Всю эту ночь Людка не могла заснуть. Бандиты втиснули в сарай столько людей, что на земле осталось очень мало места даже для того, чтобы присесть.
В углу сидела, закинув голову к стене, Люба Аронова. Ее мучила жажда, и она была очень сердита на себя, что не может заглушить в себе это чувство. Она бы, кажется, могла проглотить теперь целое ведро воды…

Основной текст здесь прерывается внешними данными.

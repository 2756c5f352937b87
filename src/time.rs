/*! Time structures.

The `time` module contains structures used to represent both
absolute and relative time.

 - [Instant] is used to represent absolute time.
 - [Duration] is used to represent relative time.

[Instant]: struct.Instant.html
[Duration]: struct.Duration.html
*/

use core::{fmt, ops};

/// A representation of an absolute time value.
///
/// The `Instant` type is a wrapper around a `i64` value that
/// represents a number of microseconds, monotonically increasing
/// since an arbitrary moment in time, such as system startup.
///
/// * A value of `0` is inherently arbitrary.
/// * A value less than `0` indicates a time before the starting
///   point.
#[derive(Debug, Copy, Clone, PartialEq, Eq, PartialOrd, Ord, Hash)]
pub struct Instant {
    micros: i64,
}

impl Instant {
    pub const ZERO: Instant = Instant::from_micros_const(0);

    /// Create a new `Instant` from a number of microseconds.
    pub fn from_micros<T: Into<i64>>(micros: T) -> Instant {
        Instant {
            micros: micros.into(),
        }
    }

    pub const fn from_micros_const(micros: i64) -> Instant {
        Instant { micros }
    }

    /// Create a new `Instant` from a number of milliseconds.
    pub fn from_millis<T: Into<i64>>(millis: T) -> Instant {
        Instant {
            micros: millis.into() * 1000,
        }
    }

    /// Create a new `Instant` from a number of milliseconds.
    pub const fn from_millis_const(millis: i64) -> Instant {
        Instant {
            micros: millis * 1000,
        }
    }

    /// Create a new `Instant` from a number of seconds.
    pub fn from_secs<T: Into<i64>>(secs: T) -> Instant {
        Instant {
            micros: secs.into() * 1000000,
        }
    }

    /// Create a new `Instant` from the current system time.
    pub fn now() -> Instant {
        Self::from(::std::time::SystemTime::now())
    }

    /// The fractional number of milliseconds that have passed
    /// since the beginning of time.
    pub const fn millis(&self) -> i64 {
        self.micros % 1000000 / 1000
    }

    /// The number of whole seconds that have passed since the
    /// beginning of time.
    pub const fn secs(&self) -> i64 {
        self.micros / 1000000
    }

    /// The total number of milliseconds that have passed since
    /// the beginning of time.
    pub const fn total_millis(&self) -> i64 {
        self.micros / 1000
    }

    /// The total number of milliseconds that have passed since
    /// the beginning of time.
    pub const fn total_micros(&self) -> i64 {
        self.micros
    }

    /// The time left until `deadline`, or zero if it has passed.
    pub fn until(&self, deadline: Instant) -> Duration {
        if deadline > *self {
            deadline - *self
        } else {
            Duration::ZERO
        }
    }
}

impl From<::std::time::SystemTime> for Instant {
    fn from(other: ::std::time::SystemTime) -> Instant {
        let n = other
            .duration_since(::std::time::UNIX_EPOCH)
            .unwrap_or_default();
        Self::from_micros(n.as_micros() as i64)
    }
}

impl fmt::Display for Instant {
    fn fmt(&self, f: &mut fmt::Formatter) -> fmt::Result {
        write!(f, "{}.{:0>3}s", self.secs(), self.millis())
    }
}

impl ops::Add<Duration> for Instant {
    type Output = Instant;

    fn add(self, rhs: Duration) -> Instant {
        Instant::from_micros(self.micros + rhs.total_micros() as i64)
    }
}

impl ops::AddAssign<Duration> for Instant {
    fn add_assign(&mut self, rhs: Duration) {
        self.micros += rhs.total_micros() as i64;
    }
}

impl ops::Sub<Duration> for Instant {
    type Output = Instant;

    fn sub(self, rhs: Duration) -> Instant {
        Instant::from_micros(self.micros - rhs.total_micros() as i64)
    }
}

impl ops::Sub<Instant> for Instant {
    type Output = Duration;

    fn sub(self, rhs: Instant) -> Duration {
        Duration::from_micros((self.micros - rhs.micros).unsigned_abs())
    }
}

/// A relative amount of time.
#[derive(Debug, Default, Clone, Copy, PartialEq, Eq, PartialOrd, Ord, Hash)]
pub struct Duration {
    micros: u64,
}

impl Duration {
    pub const ZERO: Duration = Duration::from_micros(0);

    /// Create a new `Duration` from a number of microseconds.
    pub const fn from_micros(micros: u64) -> Duration {
        Duration { micros }
    }

    /// Create a new `Duration` from a number of milliseconds.
    pub const fn from_millis(millis: u64) -> Duration {
        Duration {
            micros: millis * 1000,
        }
    }

    /// Create a new `Instant` from a number of seconds.
    pub const fn from_secs(secs: u64) -> Duration {
        Duration {
            micros: secs * 1000000,
        }
    }

    /// The fractional number of milliseconds in this `Duration`.
    pub const fn millis(&self) -> u64 {
        self.micros / 1000 % 1000
    }

    /// The number of whole seconds in this `Duration`.
    pub const fn secs(&self) -> u64 {
        self.micros / 1000000
    }

    /// The total number of milliseconds in this `Duration`.
    pub const fn total_millis(&self) -> u64 {
        self.micros / 1000
    }

    /// The total number of microseconds in this `Duration`.
    pub const fn total_micros(&self) -> u64 {
        self.micros
    }
}

impl fmt::Display for Duration {
    fn fmt(&self, f: &mut fmt::Formatter) -> fmt::Result {
        write!(f, "{}.{:03}s", self.secs(), self.millis())
    }
}

impl ops::Add<Duration> for Duration {
    type Output = Duration;

    fn add(self, rhs: Duration) -> Duration {
        Duration::from_micros(self.micros + rhs.total_micros())
    }
}

impl ops::Sub<Duration> for Duration {
    type Output = Duration;

    fn sub(self, rhs: Duration) -> Duration {
        Duration::from_micros(self.micros.saturating_sub(rhs.total_micros()))
    }
}

impl ops::Mul<u32> for Duration {
    type Output = Duration;

    fn mul(self, rhs: u32) -> Duration {
        Duration::from_micros(self.micros * rhs as u64)
    }
}

impl From<::core::time::Duration> for Duration {
    fn from(other: ::core::time::Duration) -> Duration {
        Duration::from_micros(other.as_secs() * 1000000 + other.subsec_micros() as u64)
    }
}

impl From<Duration> for ::core::time::Duration {
    fn from(val: Duration) -> Self {
        ::core::time::Duration::from_micros(val.total_micros())
    }
}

— Людка, — с трудом проговорила она, — где бы взять глоток воды?
Однако Людка не ответила ей. Она только взглянула на Любу и начала дрожать…
Утром в сарай вошел Зеленый и скомандовал — всем выйти наружу. По одному комсомольцы выходили из сарая, и их ставили вдоль стены. Здесь их уже ждали сотни две бандитов.
— Жиды, кацапы и коммунисты, пять шагов вперед! — рявкнул атаман.
Пленные все как один ритмично отмерили пять шагов.
— Ах, вот как?! — вспылил атаман. Он подошел к первому парню, стоявшему с края, и ударил по щеке. И так Зеленый шагал от одного к другому и каждого бил по щекам.
— Гони их к Днепру! — приказал атаман.
— Девок тоже, Данила Ильич? — спросил Иван Убисобака.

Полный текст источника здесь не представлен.